**YOUR ASSIGNMENT:** Send back the records in full, character for character.

**EXTRACTED ENTRIES:**
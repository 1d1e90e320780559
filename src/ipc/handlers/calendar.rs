use crate::calendar::{current_week, parse_date, week_date_labels, week_dates, DATE_FORMAT};
use crate::ipc::error::{respond, HandlerErr};
use crate::ipc::helpers::{optional_str, required_i32, required_str};
use crate::ipc::types::{AppState, Request};
use chrono::NaiveDate;
use serde_json::json;

fn date_param(key: &str, value: &str) -> Result<NaiveDate, HandlerErr> {
    parse_date(value).ok_or_else(|| {
        HandlerErr::bad_params(
            format!("params.{key} must be a YYYY-MM-DD date"),
            Some(json!({ key: value })),
        )
    })
}

fn calendar_current_week(state: &AppState, req: &Request) -> Result<serde_json::Value, HandlerErr> {
    let term_start = date_param("termStart", required_str(req, "termStart")?)?;
    let today = match optional_str(req, "today") {
        Some(v) => date_param("today", v)?,
        None => chrono::Local::now().date_naive(),
    };
    let week_count = state.session.config().weeks.count;
    Ok(json!({
        "week": current_week(term_start, today, week_count),
        "weekCount": week_count,
        "today": today.format(DATE_FORMAT).to_string(),
    }))
}

fn calendar_week_dates(req: &Request) -> Result<serde_json::Value, HandlerErr> {
    let term_start = date_param("termStart", required_str(req, "termStart")?)?;
    let week = required_i32(req, "week")?;
    let days = week_dates(term_start, week).ok_or_else(|| {
        HandlerErr::bad_params("params.week is out of range", Some(json!({ "week": week })))
    })?;
    let dates: Vec<String> = days
        .iter()
        .map(|d| d.format(DATE_FORMAT).to_string())
        .collect();
    Ok(json!({
        "week": week,
        "dates": dates,
        "labels": week_date_labels(&days),
    }))
}

pub fn try_handle(state: &mut AppState, req: &Request) -> Option<serde_json::Value> {
    let result = match req.method.as_str() {
        "calendar.currentWeek" => calendar_current_week(state, req),
        "calendar.weekDates" => calendar_week_dates(req),
        _ => return None,
    };
    Some(respond(&req.id, result))
}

**SOLUTION:**
repository 1d1e90e320780559
filename src/ipc/handlers/calendar.rs
use crate::calendar::{current_week, parse_date, week_date_labels, week_dates, DATE_FORMAT};
use crate::ipc::error::{respond, HandlerErr};
use crate::ipc::helpers::{optional_str, required_i32, required_str};
use crate::ipc::types::{AppState, Request};
use chrono::NaiveDate;
use serde_json::json;

fn date_param(key: &str, value: &str) -> Result<NaiveDate, HandlerErr> {
    parse_date(value).ok_or_else(|| {
        HandlerErr::bad_params(
            format!("params.{key} must be a YYYY-MM-DD date"),
            Some(json!({ key: value })),
        )
    })
}

fn calendar_current_week(state: &AppState, req: &Request) -> Result<serde_json::Value, HandlerErr> {
    let term_start = date_param("termStart", required_str(req, "termStart")?)?;
    let today = match optional_str(req, "today") {
        Some(v) => date_param("today", v)?,
        None => chrono::Local::now().date_naive(),
    };
    let week_count = state.session.config().weeks.count;
    Ok(json!({
        "week": current_week(term_start, today, week_count),
        "weekCount": week_count,
        "today": today.format(DATE_FORMAT).to_string(),
    }))
}

fn calendar_week_dates(req: &Request) -> Result<serde_json::Value, HandlerErr> {
    let term_start = date_param("termStart", required_str(req, "termStart")?)?;
    let week = required_i32(req, "week")?;
    let days = week_dates(term_start, week).ok_or_else(|| {
        HandlerErr::bad_params("params.week is out of range", Some(json!({ "week": week })))
    })?;
    let dates: Vec<String> = days
        .iter()
        .map(|d| d.format(DATE_FORMAT).to_string())
        .collect();
    Ok(json!({
        "week": week,
        "dates": dates,
        "labels": week_date_labels(&days),
    }))
}

pub fn try_handle(state: &mut AppState, req: &Request) -> Option<serde_json::Value> {
    let result = match req.method.as_str() {
        "calendar.currentWeek" => calendar_current_week(state, req),
        "calendar.weekDates" => calendar_week_dates(req),
        _ => return None,
    };
    Some(respond(&req.id, result))
}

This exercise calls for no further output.